## Given data
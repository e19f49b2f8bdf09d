use dioxus::prelude::*;
use services::ApiError;

/// A view-facing failure: what to tell the user, plus whether the session is
/// gone and the page should bounce to login.
#[derive(Clone, Debug, PartialEq, Eq)]
pub struct ViewError {
    message: String,
    unauthorized: bool,
}

impl ViewError {
    #[must_use]
    pub fn from_api(err: &ApiError) -> Self {
        Self {
            message: err.to_string(),
            unauthorized: err.is_unauthorized(),
        }
    }

    /// A page-local problem (e.g. invalid form input) that never reached the
    /// network.
    #[must_use]
    pub fn local(message: impl Into<String>) -> Self {
        Self {
            message: message.into(),
            unauthorized: false,
        }
    }

    #[must_use]
    pub fn message(&self) -> &str {
        &self.message
    }

    #[must_use]
    pub fn is_unauthorized(&self) -> bool {
        self.unauthorized
    }
}

impl From<ApiError> for ViewError {
    fn from(err: ApiError) -> Self {
        Self::from_api(&err)
    }
}

#[derive(Clone, Debug, PartialEq)]
pub enum ViewState<T> {
    Idle,
    Loading,
    Ready(T),
    Error(ViewError),
}

#[must_use]
pub fn view_state_from_resource<T: Clone>(
    resource: &Resource<Result<T, ViewError>>,
) -> ViewState<T> {
    match resource.state().cloned() {
        UseResourceState::Pending => ViewState::Loading,
        UseResourceState::Ready => match resource.value().read().as_ref() {
            Some(Ok(data)) => ViewState::Ready(data.clone()),
            Some(Err(err)) => ViewState::Error(err.clone()),
            None => ViewState::Error(ViewError::local("No data loaded.")),
        },
        UseResourceState::Paused | UseResourceState::Stopped => ViewState::Idle,
    }
}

## To do
Working down from the line that contains "pub fn local(message: impl", retype each line exactly through the last line of the data, and give nothing else.

## Your solution
    pub fn local(message: impl Into<String>) -> Self {
        Self {
            message: message.into(),
            unauthorized: false,
        }
    }

    #[must_use]
    pub fn message(&self) -> &str {
        &self.message
    }

    #[must_use]
    pub fn is_unauthorized(&self) -> bool {
        self.unauthorized
    }
}

impl From<ApiError> for ViewError {
    fn from(err: ApiError) -> Self {
        Self::from_api(&err)
    }
}

#[derive(Clone, Debug, PartialEq)]
pub enum ViewState<T> {
    Idle,
    Loading,
    Ready(T),
    Error(ViewError),
}

#[must_use]
pub fn view_state_from_resource<T: Clone>(
    resource: &Resource<Result<T, ViewError>>,
) -> ViewState<T> {
    match resource.state().cloned() {
        UseResourceState::Pending => ViewState::Loading,
        UseResourceState::Ready => match resource.value().read().as_ref() {
            Some(Ok(data)) => ViewState::Ready(data.clone()),
            Some(Err(err)) => ViewState::Error(err.clone()),
            None => ViewState::Error(ViewError::local("No data loaded.")),
        },
        UseResourceState::Paused | UseResourceState::Stopped => ViewState::Idle,
    }
}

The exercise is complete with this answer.